**Task goal**
Collect each line of the records containing the string "system".

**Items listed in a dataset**

+===+

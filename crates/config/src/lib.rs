//! Configuration loading, validation, and management for Agentboard.
//!
//! Loads configuration from `~/.agentboard/config.toml` with environment
//! variable overrides. Validates all settings at startup.

use serde::{Deserialize, Serialize};
use std::collections::HashMap;
use std::path::{Path, PathBuf};

/// The root configuration structure.
///
/// Maps directly to `~/.agentboard/config.toml`.
#[derive(Clone, Serialize, Deserialize)]
pub struct AppConfig {
    /// API key (can be overridden per-provider)
    #[serde(default, skip_serializing_if = "Option::is_none")]
    pub api_key: Option<String>,

    /// Default LLM provider
    #[serde(default = "default_provider")]
    pub default_provider: String,

    /// Default model
    #[serde(default = "default_model")]
    pub default_model: String,

    /// Default temperature
    #[serde(default = "default_temperature")]
    pub default_temperature: f32,

    /// Default max tokens per LLM response
    #[serde(default = "default_max_tokens")]
    pub default_max_tokens: u32,

    /// Agent pipeline settings
    #[serde(default)]
    pub agents: AgentsConfig,

    /// Blackboard event settings
    #[serde(default)]
    pub events: EventsConfig,

    /// Provider-specific configurations
    #[serde(default)]
    pub providers: HashMap<String, ProviderConfig>,
}

fn default_provider() -> String {
    "openrouter".into()
}
fn default_model() -> String {
    "anthropic/claude-sonnet-4".into()
}
fn default_temperature() -> f32 {
    0.7
}
fn default_max_tokens() -> u32 {
    4096
}

fn redact(s: &Option<String>) -> &'static str {
    match s {
        Some(_) => "[REDACTED]",
        None => "None",
    }
}

impl std::fmt::Debug for AppConfig {
    fn fmt(&self, f: &mut std::fmt::Formatter<'_>) -> std::fmt::Result {
        f.debug_struct("AppConfig")
            .field("api_key", &redact(&self.api_key))
            .field("default_provider", &self.default_provider)
            .field("default_model", &self.default_model)
            .field("default_temperature", &self.default_temperature)
            .field("default_max_tokens", &self.default_max_tokens)
            .field("agents", &self.agents)
            .field("events", &self.events)
            .field("providers", &self.providers)
            .finish()
    }
}

impl std::fmt::Debug for ProviderConfig {
    fn fmt(&self, f: &mut std::fmt::Formatter<'_>) -> std::fmt::Result {
        f.debug_struct("ProviderConfig")
            .field("api_key", &redact(&self.api_key))
            .field("api_url", &self.api_url)
            .field("default_model", &self.default_model)
            .finish()
    }
}

/// Settings for the planner → coder → reviewer pipeline.
#[derive(Debug, Clone, Serialize, Deserialize)]
pub struct AgentsConfig {
    /// How many characters of the latest plan the coder puts in its prompt
    #[serde(default = "default_plan_excerpt_chars")]
    pub plan_excerpt_chars: usize,

    /// Whether the reviewer runs after the coder
    #[serde(default = "default_true")]
    pub review: bool,

    /// Override the planner's system prompt
    #[serde(default, skip_serializing_if = "Option::is_none")]
    pub planner_prompt: Option<String>,

    /// Override the coder's system prompt
    #[serde(default, skip_serializing_if = "Option::is_none")]
    pub coder_prompt: Option<String>,

    /// Override the reviewer's system prompt
    #[serde(default, skip_serializing_if = "Option::is_none")]
    pub reviewer_prompt: Option<String>,
}

fn default_plan_excerpt_chars() -> usize {
    800
}
fn default_true() -> bool {
    true
}

impl Default for AgentsConfig {
    fn default() -> Self {
        Self {
            plan_excerpt_chars: default_plan_excerpt_chars(),
            review: true,
            planner_prompt: None,
            coder_prompt: None,
            reviewer_prompt: None,
        }
    }
}

#[derive(Debug, Clone, Serialize, Deserialize)]
pub struct EventsConfig {
    /// Broadcast buffer size for blackboard events
    #[serde(default = "default_event_capacity")]
    pub capacity: usize,
}

fn default_event_capacity() -> usize {
    256
}

impl Default for EventsConfig {
    fn default() -> Self {
        Self {
            capacity: default_event_capacity(),
        }
    }
}

#[derive(Clone, Serialize, Deserialize)]
pub struct ProviderConfig {
    #[serde(default, skip_serializing_if = "Option::is_none")]
    pub api_key: Option<String>,

    #[serde(default, skip_serializing_if = "Option::is_none")]
    pub api_url: Option<String>,

    #[serde(default, skip_serializing_if = "Option::is_none")]
    pub default_model: Option<String>,
}

impl AppConfig {
    /// Load configuration from the default path (~/.agentboard/config.toml).
    ///
    /// Also checks environment variables for API keys:
    /// - `AGENTBOARD_API_KEY` (highest priority)
    /// - `OPENROUTER_API_KEY`
    /// - `OPENAI_API_KEY`
    pub fn load() -> Result<Self, ConfigError> {
        let config_path = Self::config_dir().join("config.toml");
        let mut config = Self::load_from(&config_path)?;
        config.apply_env(|key| std::env::var(key).ok());
        Ok(config)
    }

    /// Load configuration from a specific file path.
    pub fn load_from(path: &Path) -> Result<Self, ConfigError> {
        if !path.exists() {
            tracing::info!("No config file found at {}, using defaults", path.display());
            return Ok(Self::default());
        }

        let content = std::fs::read_to_string(path).map_err(|e| ConfigError::ReadError {
            path: path.to_path_buf(),
            reason: e.to_string(),
        })?;

        let config: Self = toml::from_str(&content).map_err(|e| ConfigError::ParseError {
            path: path.to_path_buf(),
            reason: e.to_string(),
        })?;

        config.validate()?;
        Ok(config)
    }

    /// Apply environment overrides, reading variables through `lookup`.
    fn apply_env(&mut self, lookup: impl Fn(&str) -> Option<String>) {
        if self.api_key.is_none() {
            self.api_key = lookup("AGENTBOARD_API_KEY")
                .or_else(|| lookup("OPENROUTER_API_KEY"))
                .or_else(|| lookup("OPENAI_API_KEY"));
        }

        if let Some(provider) = lookup("AGENTBOARD_PROVIDER") {
            self.default_provider = provider;
        }

        // An explicit model beats the default provider's own default.
        if let Some(model) = lookup("AGENTBOARD_MODEL") {
            if let Some(provider) = self.providers.get_mut(&self.default_provider) {
                provider.default_model = None;
            }
            self.default_model = model;
        }
    }

    /// The model requests go to: the default provider's `default_model`
    /// when its table sets one, otherwise the top-level `default_model`.
    pub fn effective_model(&self) -> &str {
        self.providers
            .get(&self.default_provider)
            .and_then(|p| p.default_model.as_deref())
            .unwrap_or(&self.default_model)
    }

    /// Get the configuration directory path.
    pub fn config_dir() -> PathBuf {
        dirs_home().join(".agentboard")
    }

    /// Validate the configuration.
    fn validate(&self) -> Result<(), ConfigError> {
        if self.default_temperature < 0.0 || self.default_temperature > 2.0 {
            return Err(ConfigError::ValidationError(
                "default_temperature must be between 0.0 and 2.0".into(),
            ));
        }

        if self.default_max_tokens == 0 {
            return Err(ConfigError::ValidationError(
                "default_max_tokens must be > 0".into(),
            ));
        }

        if self.events.capacity == 0 {
            return Err(ConfigError::ValidationError(
                "events.capacity must be > 0".into(),
            ));
        }

        Ok(())
    }

    /// Check if an API key is available (from config or environment).
    pub fn has_api_key(&self) -> bool {
        self.api_key.is_some()
    }

    /// Render the configuration as TOML with every API key redacted.
    pub fn to_redacted_toml(&self) -> String {
        let mut shown = self.clone();
        if shown.api_key.is_some() {
            shown.api_key = Some("[REDACTED]".into());
        }
        for provider in shown.providers.values_mut() {
            if provider.api_key.is_some() {
                provider.api_key = Some("[REDACTED]".into());
            }
        }
        toml::to_string_pretty(&shown).unwrap_or_default()
    }
}

impl Default for AppConfig {
    fn default() -> Self {
        Self {
            api_key: None,
            default_provider: default_provider(),
            default_model: default_model(),
            default_temperature: default_temperature(),
            default_max_tokens: default_max_tokens(),
            agents: AgentsConfig::default(),
            events: EventsConfig::default(),
            providers: HashMap::new(),
        }
    }
}

/// Get the user's home directory.
fn dirs_home() -> PathBuf {
    #[cfg(target_os = "windows")]
    {
        std::env::var("USERPROFILE")
            .map(PathBuf::from)
            .unwrap_or_else(|_| PathBuf::from("C:\\Users\\Default"))
    }
    #[cfg(not(target_os = "windows"))]
    {
        std::env::var("HOME")
            .map(PathBuf::from)
            .unwrap_or_else(|_| PathBuf::from("/tmp"))
    }
}

/// Configuration errors.
#[derive(Debug, thiserror::Error)]
pub enum ConfigError {
    #[error("Failed to read config file at {path}: {reason}")]
    ReadError { path: PathBuf, reason: String },

    #[error("Failed to parse config file at {path}: {reason}")]
    ParseError { path: PathBuf, reason: String },

    #[error("Configuration validation failed: {0}")]
    ValidationError(String),
}

impl From<ConfigError> for agentboard_core::Error {
    fn from(err: ConfigError) -> Self {
        agentboard_core::Error::Config {
            message: err.to_string(),
        }
    }
}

+===+

**Response to the exercise**
    /// Override the planner's system prompt
    /// Override the coder's system prompt
    /// Override the reviewer's system prompt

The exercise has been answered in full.